Expert Claude Advice
After extensive research into how to get the most out of Claude, we have arrived at a single, unambiguous recommendation.
The Advice
Buy a drinking bird.
Claude is good. Claude is fast. Claude is, on most days, helpful and harmless and honest. But Claude does ask you to press Y a lot. And your finger, frankly, has better things to do.

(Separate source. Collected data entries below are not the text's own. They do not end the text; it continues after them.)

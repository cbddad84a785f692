use crate::domain::units::{ControlUnit, DISPLAY_GAIN_MAX, DISPLAY_GAIN_MIN, clamp_display_exposure_max};
use std::fmt::{Display, Formatter};
use std::str::FromStr;
use thiserror::Error;

/// Hardware controls whose range the device reports.
#[derive(Debug, Clone, Copy, PartialEq, Eq, Hash)]
pub enum ControlName {
    LensPosition,
    ExposureTime,
    AnalogueGain,
}

impl ControlName {
    pub const ALL: [ControlName; 3] = [ControlName::LensPosition, ControlName::ExposureTime, ControlName::AnalogueGain];

    pub fn as_str(&self) -> &'static str {
        match self {
            ControlName::LensPosition => "LensPosition",
            ControlName::ExposureTime => "ExposureTime",
            ControlName::AnalogueGain => "AnalogueGain",
        }
    }

    pub fn unit(&self) -> ControlUnit {
        match self {
            ControlName::LensPosition => ControlUnit::RawFloat,
            ControlName::ExposureTime => ControlUnit::MicrosecondsToMilliseconds,
            ControlName::AnalogueGain => ControlUnit::GainX100,
        }
    }

    pub fn display_step(&self) -> f64 {
        match self {
            ControlName::LensPosition => 0.1,
            ControlName::ExposureTime => 1.0,
            ControlName::AnalogueGain => 1.0,
        }
    }
}

impl Display for ControlName {
    fn fmt(&self, f: &mut Formatter<'_>) -> std::fmt::Result {
        f.write_str(self.as_str())
    }
}

#[derive(Error, Debug, PartialEq)]
#[error("unknown control '{0}'")]
pub struct UnknownControl(pub String);

impl FromStr for ControlName {
    type Err = UnknownControl;

    fn from_str(s: &str) -> Result<Self, Self::Err> {
        ControlName::ALL
            .into_iter()
            .find(|name| name.as_str().eq_ignore_ascii_case(s))
            .ok_or_else(|| UnknownControl(s.to_string()))
    }
}

/// A control's range as last reported by the device, in native and in UI units.
///
/// Built once per successful load and replaced wholesale on reload.
#[derive(Debug, Clone, PartialEq)]
pub struct ControlRange {
    name: ControlName,
    hardware_min: f64,
    hardware_max: f64,
    hardware_current: f64,
    display_min: f64,
    display_max: f64,
    display_current: f64,
    display_step: f64,
}

impl ControlRange {
    pub fn from_hardware(name: ControlName, min: f64, max: f64, current: f64) -> Result<Self, InvalidRange> {
        if !(min <= current && current <= max) {
            return Err(InvalidRange { min, max, current });
        }

        let unit = name.unit();
        let (display_min, display_max) = match unit {
            ControlUnit::RawFloat => (unit.to_display(min), unit.to_display(max)),
            ControlUnit::MicrosecondsToMilliseconds => {
                let display_max = clamp_display_exposure_max(unit.to_display(max));
                // The cap may fall below a long minimum exposure
                (unit.to_display(min).min(display_max), display_max)
            }
            // The device documents a fixed analog gain span, whatever it reports.
            ControlUnit::GainX100 => (DISPLAY_GAIN_MIN, DISPLAY_GAIN_MAX),
        };

        Ok(ControlRange {
            name,
            hardware_min: min,
            hardware_max: max,
            hardware_current: current,
            display_min,
            display_max,
            display_current: unit.to_display(current),
            display_step: name.display_step(),
        })
    }

    pub fn name(&self) -> ControlName {
        self.name
    }

    pub fn unit(&self) -> ControlUnit {
        self.name.unit()
    }

    pub fn display_min(&self) -> f64 {
        self.display_min
    }

    pub fn display_max(&self) -> f64 {
        self.display_max
    }

    pub fn display_current(&self) -> f64 {
        self.display_current
    }

    pub fn display_step(&self) -> f64 {
        self.display_step
    }
}

impl Display for ControlRange {
    fn fmt(&self, f: &mut Formatter<'_>) -> std::fmt::Result {
        let symbol = self.unit().symbol();
        write!(
            f,
            "{}: {}{symbol} in [{}{symbol}, {}{symbol}] step {} (device reports {} in [{}, {}])",
            self.name,
            self.display_current,
            self.display_min,
            self.display_max,
            self.display_step,
            self.hardware_current,
            self.hardware_min,
            self.hardware_max
        )
    }
}

#[derive(Error, Debug, PartialEq)]
#[error("current value {current} lies outside of [{min}, {max}]")]
pub struct InvalidRange {
    pub min: f64,
    pub max: f64,
    pub current: f64,
}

The drinking bird — a glass thermodynamic toy patented in 1946, immortalized by Homer Simpson in King-Size Homer (S7E7) — is a passive heat engine that bobs its beak into a glass of water indefinitely. Position it over the Y key. You have now achieved expert-tier Claude usage.
That is the advice. That is the whole site. Below are some drinking birds you can buy.
Recommended Birds
Affiliate disclosure: As an Amazon Associate we earn from qualifying purchases. Links below are affiliate links — if you buy through them we may earn a commission at no extra cost to you. It does not influence which birds we list. We list whichever birds are funniest.
The Original Glass Drinking Bird
The platonic ideal. Red head, blue felt, glass tube of methylene chloride. Looks exactly like the one Homer used. Will absolutely press Y for you, given a properly calibrated cup of water and a stable desk.
Jumbo / Large Drinking Bird
For users with mechanical keyboards, large keycaps, or simply a taste for grandeur. The larger reservoir means longer uninterrupted bobbing sessions — i.e., longer agent runs.
Drinking Bird Multipack
Running Claude Code in three terminals? Running Sonnet, Opus, and Haiku in parallel? Each model deserves its own bird. Multipacks let you scale your Y-pressing infrastructure horizontally.
Novelty / Themed Drinking Birds
Penguin variants. Dinosaur variants. Translucent variants. Functionally identical, aesthetically superior. The bird you choose says something about you, and what it says is "I have automated my consent."
Drinking Bird Science Kit
For the user who wants to understand why their Y-pressing apparatus works. Vapor pressure, evaporative cooling, the second law of thermodynamics. Claude can explain all of this to you. The bird, meanwhile, will press Y while it does.
FAQ
Is this a real recommendation?
It is a sincere joke. The drinking bird genuinely can press a key if positioned correctly. Whether you should automate your approval of Claude's tool calls is between you, your employer, and your git reflog.
Is this site affiliated with Anthropic?
No. Claude is made by Anthropic. Drinking birds are made by physics. This site is made by a person who thought this was funny.
Will Claude approve of this?
Claude will gently note that bypassing human review on agentic tool calls can have unintended consequences, especially for destructive operations. Then it will ask if you'd like to proceed. The bird will say yes.